On 28 April 2014, after an agreement between the BDP and the newly formed Peoples' Democratic Party (HDP), all but three BDP Members of Parliament left the party to form a HDP parliamentary group instead, with Baluken thereby continuing in office as parliamentary group leader for his new party. He was a member of the Imrali delegation of HDP politicians facilitating peace negotiations between the PKK and the Turkish Government which until 28 February 2015 led to the Dolmabahce Statement.

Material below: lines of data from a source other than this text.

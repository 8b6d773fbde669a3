//! # User Proto
//!
//! Generated protobuf messages and gRPC stubs for the `service.UserService`
//! contract consumed by `user-api`.
//!
//! The server trait is exported as well, but only so tests can stand up an
//! in-process fake of the remote service.

pub mod pb {
    include!(concat!(env!("OUT_DIR"), "/service.rs"));
}

pub use pb::user_service_client::UserServiceClient;
pub use pb::user_service_server::{UserService, UserServiceServer};
//! # User API
//!
//! `user-api` is a thin client for the remote user management service
//! (`service.UserService`). It owns the gRPC connection, applies a bounded
//! timeout to every call and translates between the domain model in
//! [`models`] and the generated protobuf messages from `user-proto`.
//!
//! ## Key Components
//!
//! * **[`UsersApi`]:** The facade. One async method per remote procedure
//!   (sign up, sign in, auth check, lookup, update, create) plus a serialized
//!   health check and an idempotent [`UsersApi::close`].
//! * **[`ClientConfig`]:** Address, per-call timeout, keepalive and health
//!   service settings, fixed at construction.
//! * **[`User`] & [`UpdateUserRequest`]:** The domain model. An update only
//!   carries the fields that should change.
//!
//! ## Errors
//!
//! * [`ConnectError`]: the transport could not be set up.
//! * [`RequestError`]: a remote call failed, timed out, or the client was closed.
//!   It always names the failing [`Operation`].
//! * [`HealthCheckError`]: either a [`RequestError`] or a reachable service
//!   that reported a non-serving status.
//!
//! ## Example
//!
//! ```rust,no_run
//! use user_api::{ClientConfig, UsersApi};
//!
//! # async fn run() -> Result<(), Box<dyn std::error::Error>> {
//! let api = UsersApi::connect(ClientConfig::new("localhost:50051")).await?;
//!
//! let token = api.sign_in("a@b.com", b"pw").await?;
//! let user = api.check_auth(&token).await?;
//! println!("signed in as {}", user.username);
//!
//! api.close().await;
//! # Ok(())
//! # }
//! ```
//!
//! ## Logging
//!
//! The crate emits [`tracing`] events and never installs a subscriber.
//! Passwords and tokens are never logged.
pub mod client;
pub mod config;
pub mod models;

pub use client::{
    ConnectError, HealthCheckError, Operation, RequestError, RequestErrorKind, UsersApi,
};
pub use config::{ClientConfig, KeepaliveConfig};
pub use models::{UpdateUserRequest, User};

// Re-exports
pub use tonic;
pub use user_proto::pb;
pub use uuid;

/// Type alias for the standard boxed error used in generic bounds.
type BoxError = Box<dyn std::error::Error + Send + Sync + 'static>;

He was re-elected as an MP, this time from the electoral district of Diyarbakır in the June 2015 general election and was re-elected in the November 2015 general election five months later. In January 2016 it was revealed that his wife had been employed by the Anadolu Agency (the Turkish state news company) during the peace negotiations between the Turkish government and the Kurdistan Workers' Party (HDP), in which the HDP acted as a mediator. In June 2016 he voiced disappointment to the lack of a solution in the controversy around the accusations of a forged university certificate from the Turkish president Recep Tayyip Erdogan.

=== Legal prosecution ===
He was taken into custody in Ankara on 4 November 2016, in an operation where HDP-co leaders Selahattin Demirtaş and Figen Yüksekdağ were also detained. Later in the same day, he was arrested on charges of "praising criminals, spreading the propaganda of a terrorist organization, committing crimes on behalf of a terrorist organization whilst not being a member, publicly denigrating the Turkish nation, the Republic of Turkey and its institutions". He was released on the 30 January 2017, but re-arrested 21 February. On 4 January 2018 Baluken was sentenced to 16 years and 8 months in prison. In prison he began to write and the books Üc Kirik Da and Oko were published at Dipnot publishing house. On the 17 March 2021, the State Prosecutor to the Court of Cassation Bekir Şahin filed a lawsuit at the Constitutional Court for him and 686 other HDP politicians a five-year ban to engage in politics together with a closure of the HDP due to their alleged organizational links with the Kurdistan Workers' Party (PKK).